Haspel’s supporters attempted to use this retraction to whitewash her crimes, even though she oversaw the torture of Abd al-Rahim al-Nashiri at the site in Thailand, and remains complicit in the destruction of the videotapes. Moreover, in the Daily Beast, as Spencer Ackerman reported, "The Daily Beast’s reporting, and its continued understanding, is that Haspel was in a position of responsibility over the black site during the Abu Zubaydah interrogation, though she was not physically present. That reporting did not and does not rely on ProPublica’s, and a Daily Beast report on Wednesday mentioning Propublica’s reporting treated it cautiously, particularly in a footnote calling attention to discrepancies in the account.
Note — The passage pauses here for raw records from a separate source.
// Parsing user-entered text into heap keys

use super::errors::HeapError;
use super::Key;

/// Parse a single key, rejecting empty, non-numeric and non-finite text
pub fn parse_key(text: &str) -> Result<Key, HeapError> {
    let trimmed = text.trim();
    if trimmed.is_empty() {
        return Err(HeapError::InvalidInput("no value entered".to_string()));
    }

    let value: Key = trimmed
        .parse()
        .map_err(|_| HeapError::InvalidInput(format!("'{}' is not a number", trimmed)))?;

    if !value.is_finite() {
        return Err(HeapError::InvalidInput(format!(
            "'{}' is not a finite number",
            trimmed
        )));
    }
    Ok(value)
}

/// Parse a comma and/or whitespace separated list of keys
pub fn parse_keys(text: &str) -> Result<Vec<Key>, HeapError> {
    text.split(|c: char| c == ',' || c.is_whitespace())
        .filter(|token| !token.is_empty())
        .map(parse_key)
        .collect()
}
// heapviz: step-by-step max-heap visualizer

use std::fs::File;
use std::io;
use std::path::PathBuf;
use std::sync::Mutex;
use std::time::Instant;

use anyhow::{Context, Result};
use clap::Parser;
use crossterm::{
    execute,
    terminal::{disable_raw_mode, enable_raw_mode, EnterAlternateScreen, LeaveAlternateScreen},
};
use ratatui::{backend::CrosstermBackend, Terminal};
use tracing::info;
use tracing_subscriber::{layer::SubscriberExt, util::SubscriberInitExt, EnvFilter};

use heapviz::config::{dump_trace, Config, DumpOperation};
use heapviz::session::Session;
use heapviz::ui::{App, HeapView};

/// Command-line arguments for heapviz
#[derive(Parser, Debug)]
#[command(name = "heapviz")]
#[command(about = "Watch max-heap operations one comparison and swap at a time")]
#[command(version)]
struct Args {
    /// Playback speed from 1 (slowest) to 10 (fastest)
    #[arg(short, long, default_value_t = 5, env = "HEAPVIZ_SPEED")]
    speed: u8,

    /// Initial heap contents, e.g. "3,1,4,1,5"
    #[arg(short, long)]
    values: Option<String>,

    /// Run one operation on --values and print its trace as JSON instead of opening the UI
    #[arg(long, value_enum)]
    dump: Option<DumpOperation>,

    /// Write logs to this file while the UI is running
    #[arg(long, env = "HEAPVIZ_LOG_FILE")]
    log_file: Option<PathBuf>,
}

fn env_filter() -> EnvFilter {
    EnvFilter::try_from_default_env().unwrap_or_else(|_| "heapviz=info".into())
}

fn main() -> Result<()> {
    let args = Args::parse();
    let config = Config::from_parts(args.speed, args.values.as_deref())
        .context("Failed to parse --values")?;

    if let Some(operation) = args.dump {
        // Headless: logs go to stderr, the trace to stdout
        tracing_subscriber::registry()
            .with(env_filter())
            .with(tracing_subscriber::fmt::layer().with_writer(io::stderr))
            .init();

        let trace = dump_trace(operation, &config.initial_values)
            .with_context(|| format!("Cannot run {:?}", operation))?;
        info!(steps = trace.len(), "trace recorded");
        let json = serde_json::to_string_pretty(trace.as_slice())
            .context("Failed to serialize trace")?;
        println!("{}", json);
        return Ok(());
    }

    // The UI owns the terminal, so logs only go to a file when one is given
    if let Some(path) = &args.log_file {
        let file = File::create(path)
            .with_context(|| format!("Failed to create log file {}", path.display()))?;
        tracing_subscriber::registry()
            .with(env_filter())
            .with(
                tracing_subscriber::fmt::layer()
                    .with_ansi(false)
                    .with_writer(Mutex::new(file)),
            )
            .init();
    }

    info!(speed = %config.speed, values = config.initial_values.len(), "starting heapviz");

    let mut session = Session::new(HeapView::new(), config.speed);
    if !config.initial_values.is_empty() {
        session.load(&config.initial_values, Instant::now());
    }

    // Set up terminal
    enable_raw_mode()?;
    let mut stdout = io::stdout();
    execute!(stdout, EnterAlternateScreen)?;
    let backend = CrosstermBackend::new(stdout);
    let mut terminal = Terminal::new(backend)?;

    // Create and run app
    let mut app = App::new(session);
    let res = app.run(&mut terminal);

    // Restore terminal
    disable_raw_mode()?;
    execute!(terminal.backend_mut(), LeaveAlternateScreen)?;
    terminal.show_cursor()?;

    res.context("UI event loop failed")?;
    info!("heapviz exited");
    Ok(())
}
The Senate intelligence committee’s 2014 report on CIA torture references extensive cables describing Abu Zubaydah’s spring and summer torture — including his 'involuntary spasms of the torso and extremities' following his extensive August 2002 waterboarding sessions — which Haspel was likely to have received."
It is to be hoped that Senators will recognize the importance of having a full and frank disclosure of Gina Haspel’s past activities before confirming her as the next Director of the CIA, and we continue to believe that any objective analysis will reveal her as unsuited for the role, and as someone who "should be in jail," as Wells Dixon of the Center for Constitutional Rights explained last week.
What we also find troubling about her nomination, and the sacking of Rex Tillerson and his replacement with Mike Pompeo, is what Trump said last Tuesday, after his tweet, and, as Rolling Stone described it, "as he left for a trip to view prototypes for his proposed wall on the Mexican border." He said of Haspel, "She's an outstanding person who I've gotten to know very well. I've gotten to know a lot of people very well over the last year. I'm really at a point where I'm close to having the cabinet and other things that I want."
Does that mean what we think it means? That, in Trump’s mind, "the cabinet and other things that I want" means having those closest to him who share the fundamental impulses that drive him — including his enthusiasm for torture. We fear that it does, and urge Congress not to indulge him, for all our sakes.